Patrick Mahomes and the Misunderstanding of Data

Patrick Mahomes is the best, and everyone knows it. No grades can change that.

Kansas City Chiefs fans on Twitter will not stand to hear anything even vaguely adjacent to being critical of Patrick Mahomes. For the first half of the year, Pro Football Focus had the nerve to suggest that Mahomes wasn’t the top quarterback in the league through the lens of their snap-by-snap grading system. Their system does not claim to name the most talented or even the best players. PFF grades performance, not talent.

Getting straight A's doesn’t mean you’re the smartest kid, and there are plenty of geniuses who flunked out of school. Chiefs fans have spent the season angry at PFF for giving Mahomes straight A-minuses. 
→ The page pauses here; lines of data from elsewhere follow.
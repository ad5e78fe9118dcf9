//! Shape and type adapters between array-domain and tensor-domain stages

use std::collections::HashSet;

use tracing::trace;

use ml_bridge_core::{
    Error, FieldMap, FieldValue, FloatWidth, Result, Sample, StageContract, TransformStage,
};

/// Turns positional samples into named ones
///
/// `SequenceToMapping::new(["data", "label"])` maps `(image, 3)` to
/// `{"data": image, "label": 3}`. Samples that are already mappings pass
/// through untouched.
#[derive(Debug, Clone)]
pub struct SequenceToMapping {
    names: Vec<String>,
}

impl SequenceToMapping {
    /// Create the adapter; names must be non-empty and unique
    pub fn new<I, S>(names: I) -> Result<Self>
    where
        I: IntoIterator<Item = S>,
        S: Into<String>,
    {
        let names: Vec<String> = names.into_iter().map(Into::into).collect();
        if names.is_empty() {
            return Err(Error::InvalidArgument(
                "sequence-to-mapping needs at least one field name".into(),
            ));
        }

        let mut seen = HashSet::with_capacity(names.len());
        for name in &names {
            if !seen.insert(name.as_str()) {
                return Err(Error::DuplicateField(name.clone()));
            }
        }

        Ok(Self { names })
    }

    /// Field names, in positional order
    pub fn names(&self) -> &[String] {
        &self.names
    }
}

impl TransformStage for SequenceToMapping {
    fn name(&self) -> &str {
        "sequence_to_mapping"
    }

    fn contract(&self) -> StageContract {
        StageContract::shape_adapter()
    }

    fn apply(&self, sample: Sample) -> Result<Sample> {
        let values = match sample {
            Sample::Sequence(values) => values,
            mapping @ Sample::Mapping(_) => {
                trace!("sample already in mapping form");
                return Ok(mapping);
            }
        };

        if values.len() != self.names.len() {
            return Err(Error::ShapeMismatch {
                expected: self.names.len(),
                found: values.len(),
            });
        }

        let fields: FieldMap = self.names.iter().cloned().zip(values).collect();
        Ok(Sample::Mapping(fields))
    }
}

/// Converts every reachable array field into a tensor
///
/// Nested lists and maps are walked. Tensors and scalars pass through, so
/// applying the stage twice is the same as applying it once. Float arrays are
/// converted to the configured [`FloatWidth`], `F32` unless changed.
#[derive(Debug, Clone, Default)]
pub struct ArrayToTensor {
    float_width: FloatWidth,
}

impl ArrayToTensor {
    /// Create the adapter with the default float width
    pub fn new() -> Self {
        Self::default()
    }

    /// Use `width` for floating point arrays
    #[must_use]
    pub fn with_float_width(mut self, width: FloatWidth) -> Self {
        self.float_width = width;
        self
    }

    /// Float width this adapter converts to
    pub fn float_width(&self) -> FloatWidth {
        self.float_width
    }

    /// Convert one value, recursing into lists and maps
    pub fn convert_value(&self, path: &str, value: FieldValue) -> Result<FieldValue> {
        match value {
            FieldValue::Array(array) => Ok(FieldValue::Tensor(array.to_tensor(self.float_width)?)),
            FieldValue::List(items) => items
                .into_iter()
                .enumerate()
                .map(|(i, item)| self.convert_value(&format!("{path}[{i}]"), item))
                .collect::<Result<Vec<_>>>()
                .map(FieldValue::List),
            FieldValue::Map(map) => self.convert_fields(Some(path), map).map(FieldValue::Map),
            FieldValue::Opaque(opaque) => Err(Error::UnsupportedFieldType {
                field: path.to_string(),
                kind: format!("opaque {}", opaque.type_name()),
            }),
            passthrough @ (FieldValue::Tensor(_)
            | FieldValue::Int(_)
            | FieldValue::Float(_)
            | FieldValue::Bool(_)
            | FieldValue::Text(_)) => Ok(passthrough),
        }
    }

    fn convert_fields(&self, prefix: Option<&str>, fields: FieldMap) -> Result<FieldMap> {
        fields
            .into_iter()
            .map(|(name, value)| {
                let path = match prefix {
                    Some(prefix) => format!("{prefix}.{name}"),
                    None => name.clone(),
                };
                Ok((name, self.convert_value(&path, value)?))
            })
            .collect()
    }
}

impl TransformStage for ArrayToTensor {
    fn name(&self) -> &str {
        "array_to_tensor"
    }

    fn contract(&self) -> StageContract {
        StageContract::type_adapter()
    }

    fn apply(&self, sample: Sample) -> Result<Sample> {
        let fields = sample.into_mapping()?;
        self.convert_fields(None, fields).map(Sample::Mapping)
    }
}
It's worth noting, after last week's bombs-away performance against the Tampa Bay Buccaneers, Mahomes has vaulted up to second on PFF's season grades, just trailing Aaron Rodgers' 93.1 at 92.0.

PFF supplies their grading as a tool to build a more complete understanding of the game. They aren’t infallible, but they’re far more useful than the box score. The pushback against their system has amounted a regressive football-guy nonsense response about computer nerds knowing nothing about what it’s like to line up on the gridiron and play smashmouth football or whatever.

Now, granted, Chiefs Twitter is a fraction of a fraction of a fraction of a fraction. As loud and angry and endless as Twitter feels, the darkest parts of the vitriolic black hole probably accounts for less than 1% of the world’s population. And the Chiefs-specific section makes up like .001% of that 1%. Yet, here I am, talking about it and feeding into it. We all have our vices.

Patrick Mahomes really, really doesn’t need Chiefs Twitter to defend him. Everyone knows he’s the best. It’s inherent. PFF knows he’s the best, and they say as much regularly.

Even professional trolls like Skip Bayless know he’s the best. Bayless’ entire persona requires contrarianism to survive. If he’s not smacking the table and shouting purposeful nonsense at Shannon Sharpe, he has zero value as a TV persona. But the further Mahomes cements his status as the most talented football player we’ve ever seen, the more difficult it has become for him to find anything with which to build a contrarian argument.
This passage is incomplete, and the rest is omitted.